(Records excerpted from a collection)
◇ ◇ ◇

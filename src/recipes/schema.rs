// ABOUTME: Schema validators for the structured recipe and ingredient-parse payloads
// ABOUTME: Distinguishes structural mismatch from semantic rejection without exception-style control flow
//
// Licensed under either of Apache License, Version 2.0 or MIT License at your option.
// Copyright ©2025 Async-IO.org

//! Payload schemas
//!
//! Two structured payloads are accepted: a full [`RecipeInput`] and a
//! [`ParseRequest`]. They are structurally disjoint (`title` + `ingredients`
//! versus `ingredient_text`). [`try_parse_as`] reports whether a raw object
//! matched a schema, matched it but failed validation, or did not match.

use crate::errors::{AppError, AppResult};
use serde::de::DeserializeOwned;
use serde::{Deserialize, Deserializer, Serialize};
use serde_json::{Map, Value};

use recipe_core::constants::intents;

/// Treats an explicit `null` like a missing string
fn null_as_empty<'de, D>(deserializer: D) -> Result<String, D::Error>
where
    D: Deserializer<'de>,
{
    Ok(Option::<String>::deserialize(deserializer)?.unwrap_or_default())
}

/// Accepts a serving count written as an integer or an integral float (`2.0`)
fn servings_count<'de, D>(deserializer: D) -> Result<u32, D::Error>
where
    D: Deserializer<'de>,
{
    let number = serde_json::Number::deserialize(deserializer)?;
    if let Some(count) = number.as_u64() {
        return u32::try_from(count).map_err(serde::de::Error::custom);
    }
    let whole = number
        .as_f64()
        .filter(|value| value.fract().abs() < f64::EPSILON)
        .filter(|value| (0.0..=f64::from(u32::MAX)).contains(value));
    whole.map(|value| value as u32).ok_or_else(|| {
        serde::de::Error::custom(format!(
            "serving count must be a whole non-negative number, got {number}"
        ))
    })
}

const fn default_servings() -> u32 {
    intents::DEFAULT_PARSE_SERVINGS
}

/// One ingredient line of a recipe
#[derive(Debug, Clone, PartialEq, Serialize, Deserialize)]
pub struct Ingredient {
    /// Ingredient name
    pub name: String,
    /// Amount in `unit`
    pub quantity: f64,
    /// Unit of measure; may be empty
    #[serde(default, deserialize_with = "null_as_empty")]
    pub unit: String,
}

/// Full recipe to be scaled
#[derive(Debug, Clone, PartialEq, Serialize, Deserialize)]
pub struct RecipeInput {
    /// Recipe title
    pub title: String,
    /// Servings the quantities are written for
    #[serde(deserialize_with = "servings_count")]
    pub original_servings: u32,
    /// Servings wanted
    #[serde(deserialize_with = "servings_count")]
    pub target_servings: u32,
    /// Ingredient lines in recipe order
    pub ingredients: Vec<Ingredient>,
    /// Preparation steps, passed through unchanged
    #[serde(default, deserialize_with = "null_as_empty")]
    pub instructions: String,
}

/// Request to parse free-text ingredients
#[derive(Debug, Clone, PartialEq, Eq, Serialize, Deserialize)]
pub struct ParseRequest {
    /// Free-form ingredient list
    pub ingredient_text: String,
    /// Servings the list is written for
    #[serde(default = "default_servings", deserialize_with = "servings_count")]
    pub servings: u32,
}

impl ParseRequest {
    /// Parse request for free text with the default serving count
    pub fn from_text(text: impl Into<String>) -> Self {
        Self {
            ingredient_text: text.into(),
            servings: intents::DEFAULT_PARSE_SERVINGS,
        }
    }

    /// Whether there is anything to parse
    #[must_use]
    pub fn is_empty(&self) -> bool {
        self.ingredient_text.trim().is_empty()
    }
}

/// Scaled ingredient line
#[derive(Debug, Clone, PartialEq, Serialize, Deserialize)]
pub struct AdjustedIngredient {
    /// Ingredient name
    pub name: String,
    /// Scaled quantity, rounded to 2 decimals
    pub quantity: f64,
    /// Original unit
    pub unit: String,
    /// Quantity in `converted_unit`, when a conversion was available
    pub converted_amount: Option<f64>,
    /// Target unit of the conversion, when one was available
    pub converted_unit: Option<String>,
}

/// Scaled recipe
#[derive(Debug, Clone, PartialEq, Serialize, Deserialize)]
pub struct AdjustedRecipe {
    /// Recipe title
    pub title: String,
    /// Servings of the input recipe
    pub original_servings: u32,
    /// Servings the quantities now serve
    pub target_servings: u32,
    /// Scaled ingredients in input order
    pub adjusted_ingredients: Vec<AdjustedIngredient>,
    /// Preparation steps
    pub instructions: String,
}

/// A structured payload type that can be recognised in a raw JSON object
pub trait TaskSchema: DeserializeOwned {
    /// Schema name used in validation messages
    const NAME: &'static str;

    /// Semantic checks run after a successful structural decode
    fn validate(&self) -> AppResult<()> {
        Ok(())
    }
}

impl TaskSchema for RecipeInput {
    const NAME: &'static str = "Recipe";

    fn validate(&self) -> AppResult<()> {
        if self.target_servings == 0 {
            return Err(AppError::validation(
                Self::NAME,
                "target_servings must be greater than zero",
            ));
        }
        for (index, ingredient) in self.ingredients.iter().enumerate() {
            if !ingredient.quantity.is_finite() || ingredient.quantity < 0.0 {
                return Err(AppError::validation(
                    Self::NAME,
                    format!(
                        "ingredient #{} ('{}') must have a non-negative quantity",
                        index + 1,
                        ingredient.name
                    ),
                ));
            }
        }
        Ok(())
    }
}

impl TaskSchema for ParseRequest {
    const NAME: &'static str = "ParseRequest";
}

/// Outcome of matching a raw object against a schema
#[derive(Debug)]
pub enum SchemaMatch<T> {
    /// Structure and semantics both accepted
    Valid(T),
    /// Structure matched but a semantic check failed
    Invalid(AppError),
    /// The object does not have this schema's shape
    Mismatch,
}

/// Try to read a raw object as schema `T`
#[must_use]
pub fn try_parse_as<T: TaskSchema>(data: &Map<String, Value>) -> SchemaMatch<T> {
    match serde_json::from_value::<T>(Value::Object(data.clone())) {
        Ok(payload) => match payload.validate() {
            Ok(()) => SchemaMatch::Valid(payload),
            Err(error) => SchemaMatch::Invalid(error),
        },
        Err(_) => SchemaMatch::Mismatch,
    }
}

/// Strict variant used by the direct HTTP endpoints
///
/// # Errors
///
/// Returns a validation error naming the schema when decoding or validation fails.
pub fn parse_as<T: TaskSchema>(value: Value) -> AppResult<T> {
    let payload: T =
        serde_json::from_value(value).map_err(|e| AppError::validation(T::NAME, e.to_string()))?;
    payload.validate()?;
    Ok(payload)
}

◇ ◇ ◇

=== What you have to do ===
Above are the records; copy exactly the lines from the line with "fn servings_count<'de, D>(deserializer: D)" through the line with "is written for", both included.

=== Reply ===
fn servings_count<'de, D>(deserializer: D) -> Result<u32, D::Error>
where
    D: Deserializer<'de>,
{
    let number = serde_json::Number::deserialize(deserializer)?;
    if let Some(count) = number.as_u64() {
        return u32::try_from(count).map_err(serde::de::Error::custom);
    }
    let whole = number
        .as_f64()
        .filter(|value| value.fract().abs() < f64::EPSILON)
        .filter(|value| (0.0..=f64::from(u32::MAX)).contains(value));
    whole.map(|value| value as u32).ok_or_else(|| {
        serde::de::Error::custom(format!(
            "serving count must be a whole non-negative number, got {number}"
        ))
    })
}

const fn default_servings() -> u32 {
    intents::DEFAULT_PARSE_SERVINGS
}

/// One ingredient line of a recipe
#[derive(Debug, Clone, PartialEq, Serialize, Deserialize)]
pub struct Ingredient {
    /// Ingredient name
    pub name: String,
    /// Amount in `unit`
    pub quantity: f64,
    /// Unit of measure; may be empty
    #[serde(default, deserialize_with = "null_as_empty")]
    pub unit: String,
}

/// Full recipe to be scaled
#[derive(Debug, Clone, PartialEq, Serialize, Deserialize)]
pub struct RecipeInput {
    /// Recipe title
    pub title: String,
    /// Servings the quantities are written for
    #[serde(deserialize_with = "servings_count")]
    pub original_servings: u32,
    /// Servings wanted
    #[serde(deserialize_with = "servings_count")]
    pub target_servings: u32,
    /// Ingredient lines in recipe order
    pub ingredients: Vec<Ingredient>,
    /// Preparation steps, passed through unchanged
    #[serde(default, deserialize_with = "null_as_empty")]
    pub instructions: String,
}

/// Request to parse free-text ingredients
#[derive(Debug, Clone, PartialEq, Eq, Serialize, Deserialize)]
pub struct ParseRequest {
    /// Free-form ingredient list
    pub ingredient_text: String,
    /// Servings the list is written for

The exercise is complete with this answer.